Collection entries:

•••

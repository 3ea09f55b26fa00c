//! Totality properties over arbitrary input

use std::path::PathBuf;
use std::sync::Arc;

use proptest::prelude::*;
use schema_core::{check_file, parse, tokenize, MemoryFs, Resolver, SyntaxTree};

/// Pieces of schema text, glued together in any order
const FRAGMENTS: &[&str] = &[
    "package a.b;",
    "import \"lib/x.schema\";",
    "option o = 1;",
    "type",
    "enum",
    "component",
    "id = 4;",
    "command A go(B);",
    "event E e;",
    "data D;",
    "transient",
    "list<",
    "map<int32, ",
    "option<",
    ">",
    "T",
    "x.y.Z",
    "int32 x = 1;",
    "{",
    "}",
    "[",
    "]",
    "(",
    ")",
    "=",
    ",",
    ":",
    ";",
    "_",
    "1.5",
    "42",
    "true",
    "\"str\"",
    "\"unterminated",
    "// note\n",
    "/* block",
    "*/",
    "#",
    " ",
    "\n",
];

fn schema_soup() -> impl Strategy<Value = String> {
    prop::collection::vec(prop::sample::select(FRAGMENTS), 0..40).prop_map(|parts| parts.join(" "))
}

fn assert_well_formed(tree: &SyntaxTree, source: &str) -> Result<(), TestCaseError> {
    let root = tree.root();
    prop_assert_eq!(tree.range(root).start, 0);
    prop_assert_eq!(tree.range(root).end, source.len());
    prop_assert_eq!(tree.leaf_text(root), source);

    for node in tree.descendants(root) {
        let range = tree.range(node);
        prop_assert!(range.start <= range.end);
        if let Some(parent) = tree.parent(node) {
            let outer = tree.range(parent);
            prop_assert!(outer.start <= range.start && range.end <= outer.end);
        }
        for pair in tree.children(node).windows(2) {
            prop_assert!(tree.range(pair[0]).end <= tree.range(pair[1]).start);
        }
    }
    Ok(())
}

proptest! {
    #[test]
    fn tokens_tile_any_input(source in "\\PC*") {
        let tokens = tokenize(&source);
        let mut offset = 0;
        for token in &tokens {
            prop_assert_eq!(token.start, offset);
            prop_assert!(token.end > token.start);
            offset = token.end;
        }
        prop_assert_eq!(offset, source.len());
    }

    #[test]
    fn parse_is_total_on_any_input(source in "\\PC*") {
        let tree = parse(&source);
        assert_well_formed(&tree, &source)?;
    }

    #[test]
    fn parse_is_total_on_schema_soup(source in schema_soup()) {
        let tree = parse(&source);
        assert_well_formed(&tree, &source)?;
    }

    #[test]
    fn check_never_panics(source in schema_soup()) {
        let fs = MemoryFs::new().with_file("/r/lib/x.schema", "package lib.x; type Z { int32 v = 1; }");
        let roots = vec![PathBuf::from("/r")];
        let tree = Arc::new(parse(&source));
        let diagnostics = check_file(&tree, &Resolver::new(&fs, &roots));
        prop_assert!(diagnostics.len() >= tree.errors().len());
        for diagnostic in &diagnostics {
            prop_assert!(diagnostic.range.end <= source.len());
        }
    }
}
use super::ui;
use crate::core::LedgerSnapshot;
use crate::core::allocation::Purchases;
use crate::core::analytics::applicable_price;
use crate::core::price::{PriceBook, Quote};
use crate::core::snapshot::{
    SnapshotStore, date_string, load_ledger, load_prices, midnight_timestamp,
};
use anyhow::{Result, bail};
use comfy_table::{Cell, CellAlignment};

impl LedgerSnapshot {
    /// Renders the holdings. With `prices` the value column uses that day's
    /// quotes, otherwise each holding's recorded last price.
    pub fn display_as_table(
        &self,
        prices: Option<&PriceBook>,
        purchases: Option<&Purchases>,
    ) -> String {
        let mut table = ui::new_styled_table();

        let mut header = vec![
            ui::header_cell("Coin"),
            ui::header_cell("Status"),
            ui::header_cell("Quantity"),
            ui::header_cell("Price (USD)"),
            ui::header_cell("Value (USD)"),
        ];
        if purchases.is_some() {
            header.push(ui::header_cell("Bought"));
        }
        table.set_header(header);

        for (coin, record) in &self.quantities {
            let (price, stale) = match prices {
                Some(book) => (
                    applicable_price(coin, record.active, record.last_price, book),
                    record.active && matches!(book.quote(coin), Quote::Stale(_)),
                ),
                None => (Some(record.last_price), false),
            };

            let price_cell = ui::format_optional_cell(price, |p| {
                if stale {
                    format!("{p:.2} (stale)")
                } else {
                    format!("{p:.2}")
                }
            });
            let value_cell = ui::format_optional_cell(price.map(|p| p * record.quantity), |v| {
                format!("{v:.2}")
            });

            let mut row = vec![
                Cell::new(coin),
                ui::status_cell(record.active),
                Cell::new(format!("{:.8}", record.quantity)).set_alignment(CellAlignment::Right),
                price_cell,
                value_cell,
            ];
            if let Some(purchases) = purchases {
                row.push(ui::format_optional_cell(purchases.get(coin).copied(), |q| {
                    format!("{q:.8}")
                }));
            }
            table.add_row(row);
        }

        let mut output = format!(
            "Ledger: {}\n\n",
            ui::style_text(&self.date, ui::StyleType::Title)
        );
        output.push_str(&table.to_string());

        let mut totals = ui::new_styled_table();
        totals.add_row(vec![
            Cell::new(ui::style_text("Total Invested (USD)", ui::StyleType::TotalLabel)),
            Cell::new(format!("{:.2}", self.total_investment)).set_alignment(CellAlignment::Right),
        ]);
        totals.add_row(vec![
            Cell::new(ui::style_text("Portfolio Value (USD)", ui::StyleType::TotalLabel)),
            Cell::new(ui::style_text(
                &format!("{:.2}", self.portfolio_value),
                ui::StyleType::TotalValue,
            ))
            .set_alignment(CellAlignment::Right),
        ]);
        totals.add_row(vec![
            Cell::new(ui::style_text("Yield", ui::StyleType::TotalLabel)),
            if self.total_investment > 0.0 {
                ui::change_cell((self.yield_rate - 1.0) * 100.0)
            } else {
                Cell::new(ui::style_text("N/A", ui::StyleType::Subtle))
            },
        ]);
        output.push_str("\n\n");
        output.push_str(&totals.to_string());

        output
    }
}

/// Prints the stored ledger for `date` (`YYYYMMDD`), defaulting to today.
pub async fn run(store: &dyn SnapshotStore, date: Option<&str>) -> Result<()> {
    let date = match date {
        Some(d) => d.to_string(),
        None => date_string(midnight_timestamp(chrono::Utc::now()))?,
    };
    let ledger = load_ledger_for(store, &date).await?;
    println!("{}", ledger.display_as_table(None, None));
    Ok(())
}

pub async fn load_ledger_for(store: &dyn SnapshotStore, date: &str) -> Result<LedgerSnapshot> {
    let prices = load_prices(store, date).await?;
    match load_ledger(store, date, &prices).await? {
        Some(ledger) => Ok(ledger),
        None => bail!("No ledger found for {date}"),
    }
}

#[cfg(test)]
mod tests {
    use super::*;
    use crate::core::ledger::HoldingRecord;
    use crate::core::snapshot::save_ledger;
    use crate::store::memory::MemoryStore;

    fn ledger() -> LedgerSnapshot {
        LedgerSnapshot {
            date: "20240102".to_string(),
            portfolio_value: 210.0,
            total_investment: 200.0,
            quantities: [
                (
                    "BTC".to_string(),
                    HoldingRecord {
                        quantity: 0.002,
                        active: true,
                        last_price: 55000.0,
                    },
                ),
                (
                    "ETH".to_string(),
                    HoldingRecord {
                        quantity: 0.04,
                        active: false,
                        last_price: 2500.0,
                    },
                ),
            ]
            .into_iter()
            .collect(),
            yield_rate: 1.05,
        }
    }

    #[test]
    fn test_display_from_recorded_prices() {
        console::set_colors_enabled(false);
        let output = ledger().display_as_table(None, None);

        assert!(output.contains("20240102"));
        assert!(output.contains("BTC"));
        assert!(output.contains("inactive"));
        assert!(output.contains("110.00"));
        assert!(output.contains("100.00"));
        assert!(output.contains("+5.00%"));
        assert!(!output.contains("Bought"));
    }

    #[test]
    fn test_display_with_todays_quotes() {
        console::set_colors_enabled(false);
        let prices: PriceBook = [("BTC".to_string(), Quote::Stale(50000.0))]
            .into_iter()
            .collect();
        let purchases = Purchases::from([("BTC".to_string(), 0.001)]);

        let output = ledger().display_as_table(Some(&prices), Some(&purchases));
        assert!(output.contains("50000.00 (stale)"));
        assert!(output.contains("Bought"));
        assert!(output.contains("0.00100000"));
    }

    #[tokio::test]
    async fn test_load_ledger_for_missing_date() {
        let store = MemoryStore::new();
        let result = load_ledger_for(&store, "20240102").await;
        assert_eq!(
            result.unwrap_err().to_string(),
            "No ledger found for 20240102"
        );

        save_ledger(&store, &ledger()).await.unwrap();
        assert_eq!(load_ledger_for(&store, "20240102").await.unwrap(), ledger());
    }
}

•••

Task instructions:
In the entries above, the lines from the one bearing "let value_cell = ui::format_optional_cell(price.map(|p|" up to and including the one bearing "output.push_str(&table.to_string());" should be transcribed exactly; no other line is wanted.

Result:
            let value_cell = ui::format_optional_cell(price.map(|p| p * record.quantity), |v| {
                format!("{v:.2}")
            });

            let mut row = vec![
                Cell::new(coin),
                ui::status_cell(record.active),
                Cell::new(format!("{:.8}", record.quantity)).set_alignment(CellAlignment::Right),
                price_cell,
                value_cell,
            ];
            if let Some(purchases) = purchases {
                row.push(ui::format_optional_cell(purchases.get(coin).copied(), |q| {
                    format!("{q:.8}")
                }));
            }
            table.add_row(row);
        }

        let mut output = format!(
            "Ledger: {}\n\n",
            ui::style_text(&self.date, ui::StyleType::Title)
        );
        output.push_str(&table.to_string());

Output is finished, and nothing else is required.